-- Problem to work on --
Please copy the leading lines of the entries below exactly, concluding with the line in which "assert_eq!(object.committed_cow_pages(), Some(1));" occurs.

-- Exercise materials --
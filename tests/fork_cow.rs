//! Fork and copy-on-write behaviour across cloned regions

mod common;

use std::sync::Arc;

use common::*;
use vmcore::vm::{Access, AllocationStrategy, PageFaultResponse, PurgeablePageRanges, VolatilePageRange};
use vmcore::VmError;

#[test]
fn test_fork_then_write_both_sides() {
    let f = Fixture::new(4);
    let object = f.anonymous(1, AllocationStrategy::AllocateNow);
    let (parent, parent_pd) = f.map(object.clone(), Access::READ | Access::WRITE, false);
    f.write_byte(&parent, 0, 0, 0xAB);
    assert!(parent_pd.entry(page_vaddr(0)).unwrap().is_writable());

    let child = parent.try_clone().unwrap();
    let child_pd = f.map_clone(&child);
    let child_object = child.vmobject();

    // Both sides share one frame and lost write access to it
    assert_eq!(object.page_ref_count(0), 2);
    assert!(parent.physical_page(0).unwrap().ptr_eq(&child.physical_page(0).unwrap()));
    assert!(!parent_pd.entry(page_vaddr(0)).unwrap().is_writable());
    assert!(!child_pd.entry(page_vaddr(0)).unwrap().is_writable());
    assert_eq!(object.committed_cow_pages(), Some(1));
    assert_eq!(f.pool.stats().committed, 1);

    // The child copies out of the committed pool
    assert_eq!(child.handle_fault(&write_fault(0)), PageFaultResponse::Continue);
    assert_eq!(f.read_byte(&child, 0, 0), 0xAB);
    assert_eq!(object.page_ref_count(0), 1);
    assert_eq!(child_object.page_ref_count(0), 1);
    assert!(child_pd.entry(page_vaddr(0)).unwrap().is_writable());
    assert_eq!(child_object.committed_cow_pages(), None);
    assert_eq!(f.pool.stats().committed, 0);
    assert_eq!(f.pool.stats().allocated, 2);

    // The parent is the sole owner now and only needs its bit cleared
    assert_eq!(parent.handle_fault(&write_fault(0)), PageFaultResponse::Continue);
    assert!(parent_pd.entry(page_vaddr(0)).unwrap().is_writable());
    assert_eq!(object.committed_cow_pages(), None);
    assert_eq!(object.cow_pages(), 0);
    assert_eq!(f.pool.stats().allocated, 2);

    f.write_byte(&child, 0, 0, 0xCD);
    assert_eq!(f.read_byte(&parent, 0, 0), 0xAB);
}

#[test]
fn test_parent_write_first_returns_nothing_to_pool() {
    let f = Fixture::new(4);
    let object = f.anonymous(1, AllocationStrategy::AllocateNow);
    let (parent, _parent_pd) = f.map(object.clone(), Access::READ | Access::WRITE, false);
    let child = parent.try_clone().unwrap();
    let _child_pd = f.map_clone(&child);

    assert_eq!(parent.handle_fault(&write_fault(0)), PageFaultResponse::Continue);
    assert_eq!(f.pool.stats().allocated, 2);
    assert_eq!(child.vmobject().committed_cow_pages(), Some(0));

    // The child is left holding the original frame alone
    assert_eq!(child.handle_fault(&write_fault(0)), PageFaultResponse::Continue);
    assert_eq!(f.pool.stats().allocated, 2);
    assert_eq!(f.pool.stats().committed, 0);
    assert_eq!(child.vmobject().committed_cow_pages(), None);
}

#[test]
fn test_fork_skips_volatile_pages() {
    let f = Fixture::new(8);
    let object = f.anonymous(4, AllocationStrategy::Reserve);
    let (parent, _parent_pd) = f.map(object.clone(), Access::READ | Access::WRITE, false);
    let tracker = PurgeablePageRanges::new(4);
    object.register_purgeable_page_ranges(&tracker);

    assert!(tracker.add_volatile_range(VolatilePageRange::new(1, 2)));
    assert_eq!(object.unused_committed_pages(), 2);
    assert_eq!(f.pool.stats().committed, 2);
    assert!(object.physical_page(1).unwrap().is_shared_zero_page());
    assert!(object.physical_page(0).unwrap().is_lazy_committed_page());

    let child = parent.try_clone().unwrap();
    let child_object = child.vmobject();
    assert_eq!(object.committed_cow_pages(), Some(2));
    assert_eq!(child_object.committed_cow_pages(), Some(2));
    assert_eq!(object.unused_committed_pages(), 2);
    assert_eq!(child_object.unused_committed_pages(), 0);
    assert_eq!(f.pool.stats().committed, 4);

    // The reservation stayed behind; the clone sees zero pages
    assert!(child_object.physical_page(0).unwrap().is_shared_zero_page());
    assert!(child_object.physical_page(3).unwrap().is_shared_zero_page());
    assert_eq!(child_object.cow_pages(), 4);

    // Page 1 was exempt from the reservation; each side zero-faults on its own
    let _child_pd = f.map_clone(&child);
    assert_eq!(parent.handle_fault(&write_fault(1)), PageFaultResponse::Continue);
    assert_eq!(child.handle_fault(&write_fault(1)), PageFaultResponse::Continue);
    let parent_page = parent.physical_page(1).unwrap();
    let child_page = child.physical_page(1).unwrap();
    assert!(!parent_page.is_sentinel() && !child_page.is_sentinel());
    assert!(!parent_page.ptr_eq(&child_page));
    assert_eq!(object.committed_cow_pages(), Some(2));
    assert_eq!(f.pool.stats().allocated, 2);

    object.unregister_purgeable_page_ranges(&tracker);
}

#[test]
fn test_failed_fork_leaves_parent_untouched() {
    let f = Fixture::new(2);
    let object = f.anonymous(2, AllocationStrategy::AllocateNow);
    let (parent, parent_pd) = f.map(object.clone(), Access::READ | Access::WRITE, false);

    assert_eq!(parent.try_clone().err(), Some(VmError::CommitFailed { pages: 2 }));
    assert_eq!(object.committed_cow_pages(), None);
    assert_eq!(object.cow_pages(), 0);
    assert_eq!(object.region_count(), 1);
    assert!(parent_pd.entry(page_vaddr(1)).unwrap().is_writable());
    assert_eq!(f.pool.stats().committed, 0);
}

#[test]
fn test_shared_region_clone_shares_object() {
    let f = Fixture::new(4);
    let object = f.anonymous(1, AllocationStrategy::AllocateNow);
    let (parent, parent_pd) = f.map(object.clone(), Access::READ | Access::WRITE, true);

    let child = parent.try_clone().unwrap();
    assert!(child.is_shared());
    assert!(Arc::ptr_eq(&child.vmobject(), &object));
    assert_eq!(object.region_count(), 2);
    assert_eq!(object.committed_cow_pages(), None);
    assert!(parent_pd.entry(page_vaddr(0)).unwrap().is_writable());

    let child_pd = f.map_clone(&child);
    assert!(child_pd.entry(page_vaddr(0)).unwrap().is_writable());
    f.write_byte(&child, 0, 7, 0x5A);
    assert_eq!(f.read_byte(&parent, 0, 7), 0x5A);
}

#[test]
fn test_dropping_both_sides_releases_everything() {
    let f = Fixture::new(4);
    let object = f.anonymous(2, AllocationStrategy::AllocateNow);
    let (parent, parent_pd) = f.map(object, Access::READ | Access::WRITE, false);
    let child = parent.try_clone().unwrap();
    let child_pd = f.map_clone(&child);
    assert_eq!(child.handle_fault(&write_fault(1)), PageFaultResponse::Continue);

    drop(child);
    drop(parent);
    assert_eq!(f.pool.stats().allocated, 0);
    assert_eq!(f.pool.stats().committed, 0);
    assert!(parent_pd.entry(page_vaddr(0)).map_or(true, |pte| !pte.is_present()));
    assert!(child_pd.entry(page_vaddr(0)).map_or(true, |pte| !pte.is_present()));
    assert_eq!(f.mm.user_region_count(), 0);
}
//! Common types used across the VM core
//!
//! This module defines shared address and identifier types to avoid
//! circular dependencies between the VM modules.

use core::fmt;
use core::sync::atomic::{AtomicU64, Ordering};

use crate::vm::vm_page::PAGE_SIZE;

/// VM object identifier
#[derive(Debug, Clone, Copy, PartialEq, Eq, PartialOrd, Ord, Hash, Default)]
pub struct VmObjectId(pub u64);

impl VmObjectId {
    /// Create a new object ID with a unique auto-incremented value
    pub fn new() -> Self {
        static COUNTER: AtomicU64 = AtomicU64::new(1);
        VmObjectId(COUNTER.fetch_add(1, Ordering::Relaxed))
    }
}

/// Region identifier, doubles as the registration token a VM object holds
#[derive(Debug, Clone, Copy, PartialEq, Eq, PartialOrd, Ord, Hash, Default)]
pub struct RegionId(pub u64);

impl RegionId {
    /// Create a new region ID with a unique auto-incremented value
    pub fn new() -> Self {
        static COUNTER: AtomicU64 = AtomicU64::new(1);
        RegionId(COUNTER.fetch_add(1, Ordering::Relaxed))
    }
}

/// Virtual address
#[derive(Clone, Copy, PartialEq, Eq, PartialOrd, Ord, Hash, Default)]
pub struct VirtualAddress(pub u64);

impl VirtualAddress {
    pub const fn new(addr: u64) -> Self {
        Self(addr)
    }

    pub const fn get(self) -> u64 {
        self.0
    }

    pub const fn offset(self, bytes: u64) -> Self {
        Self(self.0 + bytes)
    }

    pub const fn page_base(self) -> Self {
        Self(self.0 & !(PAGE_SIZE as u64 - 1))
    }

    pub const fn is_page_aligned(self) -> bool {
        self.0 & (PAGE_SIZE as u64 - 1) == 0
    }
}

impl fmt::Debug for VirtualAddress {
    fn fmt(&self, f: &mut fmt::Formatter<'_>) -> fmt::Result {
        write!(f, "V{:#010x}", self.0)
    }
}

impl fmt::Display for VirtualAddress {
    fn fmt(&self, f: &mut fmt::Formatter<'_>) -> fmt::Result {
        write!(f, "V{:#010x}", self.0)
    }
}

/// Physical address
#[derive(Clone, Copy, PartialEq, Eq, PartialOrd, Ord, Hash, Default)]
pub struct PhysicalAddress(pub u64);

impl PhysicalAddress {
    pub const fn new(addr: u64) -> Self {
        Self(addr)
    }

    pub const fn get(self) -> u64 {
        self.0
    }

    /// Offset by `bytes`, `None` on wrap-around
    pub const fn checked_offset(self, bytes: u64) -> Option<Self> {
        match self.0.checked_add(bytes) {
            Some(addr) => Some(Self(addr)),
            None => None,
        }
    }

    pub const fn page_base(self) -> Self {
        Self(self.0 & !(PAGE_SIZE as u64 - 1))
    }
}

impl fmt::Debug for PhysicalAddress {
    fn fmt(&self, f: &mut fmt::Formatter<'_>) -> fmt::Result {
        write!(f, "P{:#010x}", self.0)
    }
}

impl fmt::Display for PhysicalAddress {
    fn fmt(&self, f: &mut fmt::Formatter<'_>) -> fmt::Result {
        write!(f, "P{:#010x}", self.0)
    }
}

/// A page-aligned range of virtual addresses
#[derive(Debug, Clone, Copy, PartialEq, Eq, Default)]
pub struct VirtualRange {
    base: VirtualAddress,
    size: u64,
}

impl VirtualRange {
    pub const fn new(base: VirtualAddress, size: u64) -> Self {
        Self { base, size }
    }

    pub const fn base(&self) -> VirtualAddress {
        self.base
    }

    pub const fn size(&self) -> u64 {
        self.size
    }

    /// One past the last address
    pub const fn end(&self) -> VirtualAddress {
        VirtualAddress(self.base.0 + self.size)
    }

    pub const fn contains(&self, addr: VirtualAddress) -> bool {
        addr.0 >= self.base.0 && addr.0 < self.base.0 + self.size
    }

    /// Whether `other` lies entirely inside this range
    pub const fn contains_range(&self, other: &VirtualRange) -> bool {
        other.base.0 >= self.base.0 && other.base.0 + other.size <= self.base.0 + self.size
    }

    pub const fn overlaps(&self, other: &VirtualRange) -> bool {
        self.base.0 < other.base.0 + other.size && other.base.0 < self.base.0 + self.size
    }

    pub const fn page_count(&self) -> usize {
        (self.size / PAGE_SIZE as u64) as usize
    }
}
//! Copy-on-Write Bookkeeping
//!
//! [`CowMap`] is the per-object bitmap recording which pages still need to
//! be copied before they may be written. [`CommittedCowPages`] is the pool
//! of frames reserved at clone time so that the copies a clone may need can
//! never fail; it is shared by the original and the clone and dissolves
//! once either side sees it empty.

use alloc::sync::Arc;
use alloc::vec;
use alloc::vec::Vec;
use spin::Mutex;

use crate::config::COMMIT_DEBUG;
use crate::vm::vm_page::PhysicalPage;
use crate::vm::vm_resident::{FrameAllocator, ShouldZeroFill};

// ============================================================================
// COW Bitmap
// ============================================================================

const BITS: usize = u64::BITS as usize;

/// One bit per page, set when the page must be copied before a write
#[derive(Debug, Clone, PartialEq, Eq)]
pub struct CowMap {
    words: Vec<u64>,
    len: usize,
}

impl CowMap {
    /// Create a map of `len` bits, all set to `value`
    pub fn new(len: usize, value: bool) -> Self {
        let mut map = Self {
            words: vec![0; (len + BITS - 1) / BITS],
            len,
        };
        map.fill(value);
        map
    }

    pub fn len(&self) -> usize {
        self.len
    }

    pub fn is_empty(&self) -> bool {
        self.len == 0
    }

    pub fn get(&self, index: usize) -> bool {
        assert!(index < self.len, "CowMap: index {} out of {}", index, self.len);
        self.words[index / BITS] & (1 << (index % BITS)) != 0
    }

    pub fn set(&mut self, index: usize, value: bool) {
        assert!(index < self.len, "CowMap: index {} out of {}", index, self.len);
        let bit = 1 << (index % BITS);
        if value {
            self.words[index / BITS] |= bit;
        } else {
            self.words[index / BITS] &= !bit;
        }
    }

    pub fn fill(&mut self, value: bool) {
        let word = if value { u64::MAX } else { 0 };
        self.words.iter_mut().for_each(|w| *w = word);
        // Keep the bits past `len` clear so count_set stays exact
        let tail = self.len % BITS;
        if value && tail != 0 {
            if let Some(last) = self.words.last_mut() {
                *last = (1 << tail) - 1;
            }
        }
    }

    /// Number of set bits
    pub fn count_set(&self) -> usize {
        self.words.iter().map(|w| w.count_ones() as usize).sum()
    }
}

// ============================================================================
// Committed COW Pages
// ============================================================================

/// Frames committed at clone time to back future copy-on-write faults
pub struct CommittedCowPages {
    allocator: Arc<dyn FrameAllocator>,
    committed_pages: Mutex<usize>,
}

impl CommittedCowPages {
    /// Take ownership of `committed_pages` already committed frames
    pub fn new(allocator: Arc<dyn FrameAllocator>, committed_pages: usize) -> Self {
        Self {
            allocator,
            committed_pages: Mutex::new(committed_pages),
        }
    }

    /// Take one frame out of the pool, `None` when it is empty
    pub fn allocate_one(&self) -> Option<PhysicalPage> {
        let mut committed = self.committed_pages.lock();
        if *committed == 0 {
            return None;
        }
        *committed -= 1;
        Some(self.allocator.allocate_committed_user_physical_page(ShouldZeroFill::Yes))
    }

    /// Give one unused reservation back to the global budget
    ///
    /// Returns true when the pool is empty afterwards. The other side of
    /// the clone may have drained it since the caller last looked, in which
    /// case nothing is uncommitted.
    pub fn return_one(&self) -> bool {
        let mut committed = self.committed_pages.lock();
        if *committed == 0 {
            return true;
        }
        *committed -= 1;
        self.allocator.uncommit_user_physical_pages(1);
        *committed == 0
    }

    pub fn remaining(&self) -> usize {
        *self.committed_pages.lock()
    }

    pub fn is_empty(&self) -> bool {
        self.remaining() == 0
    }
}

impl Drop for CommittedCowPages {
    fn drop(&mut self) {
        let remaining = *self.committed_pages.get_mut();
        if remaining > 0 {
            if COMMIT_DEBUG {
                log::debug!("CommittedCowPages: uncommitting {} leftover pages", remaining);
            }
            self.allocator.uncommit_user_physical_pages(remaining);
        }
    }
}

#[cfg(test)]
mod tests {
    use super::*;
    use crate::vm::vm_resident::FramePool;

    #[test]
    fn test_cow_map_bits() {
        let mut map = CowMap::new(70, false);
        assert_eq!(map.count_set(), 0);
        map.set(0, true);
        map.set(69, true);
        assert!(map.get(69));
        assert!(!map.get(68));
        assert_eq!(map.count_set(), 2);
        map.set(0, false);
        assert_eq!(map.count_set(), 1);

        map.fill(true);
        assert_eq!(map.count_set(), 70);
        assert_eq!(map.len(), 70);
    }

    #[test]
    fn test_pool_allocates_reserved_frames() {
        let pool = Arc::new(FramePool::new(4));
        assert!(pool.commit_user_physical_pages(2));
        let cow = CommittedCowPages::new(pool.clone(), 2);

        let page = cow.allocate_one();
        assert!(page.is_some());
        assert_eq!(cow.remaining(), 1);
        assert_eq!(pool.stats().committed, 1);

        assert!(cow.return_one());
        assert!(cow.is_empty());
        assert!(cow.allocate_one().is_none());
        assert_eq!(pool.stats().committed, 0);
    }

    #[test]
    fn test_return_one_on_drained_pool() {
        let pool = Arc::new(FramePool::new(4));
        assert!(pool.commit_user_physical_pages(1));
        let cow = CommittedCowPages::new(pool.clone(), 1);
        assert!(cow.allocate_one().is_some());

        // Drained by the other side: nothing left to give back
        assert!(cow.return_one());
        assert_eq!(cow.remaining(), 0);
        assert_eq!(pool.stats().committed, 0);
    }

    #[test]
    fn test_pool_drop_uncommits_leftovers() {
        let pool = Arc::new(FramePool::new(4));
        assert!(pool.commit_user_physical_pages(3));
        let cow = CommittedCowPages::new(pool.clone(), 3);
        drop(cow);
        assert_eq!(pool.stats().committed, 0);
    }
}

-- Answer space --
filename tests/fork_cow.rs
//! Fork and copy-on-write behaviour across cloned regions

mod common;

use std::sync::Arc;

use common::*;
use vmcore::vm::{Access, AllocationStrategy, PageFaultResponse, PurgeablePageRanges, VolatilePageRange};
use vmcore::VmError;

#[test]
fn test_fork_then_write_both_sides() {
    let f = Fixture::new(4);
    let object = f.anonymous(1, AllocationStrategy::AllocateNow);
    let (parent, parent_pd) = f.map(object.clone(), Access::READ | Access::WRITE, false);
    f.write_byte(&parent, 0, 0, 0xAB);
    assert!(parent_pd.entry(page_vaddr(0)).unwrap().is_writable());

    let child = parent.try_clone().unwrap();
    let child_pd = f.map_clone(&child);
    let child_object = child.vmobject();

    // Both sides share one frame and lost write access to it
    assert_eq!(object.page_ref_count(0), 2);
    assert!(parent.physical_page(0).unwrap().ptr_eq(&child.physical_page(0).unwrap()));
    assert!(!parent_pd.entry(page_vaddr(0)).unwrap().is_writable());
    assert!(!child_pd.entry(page_vaddr(0)).unwrap().is_writable());
    assert_eq!(object.committed_cow_pages(), Some(1));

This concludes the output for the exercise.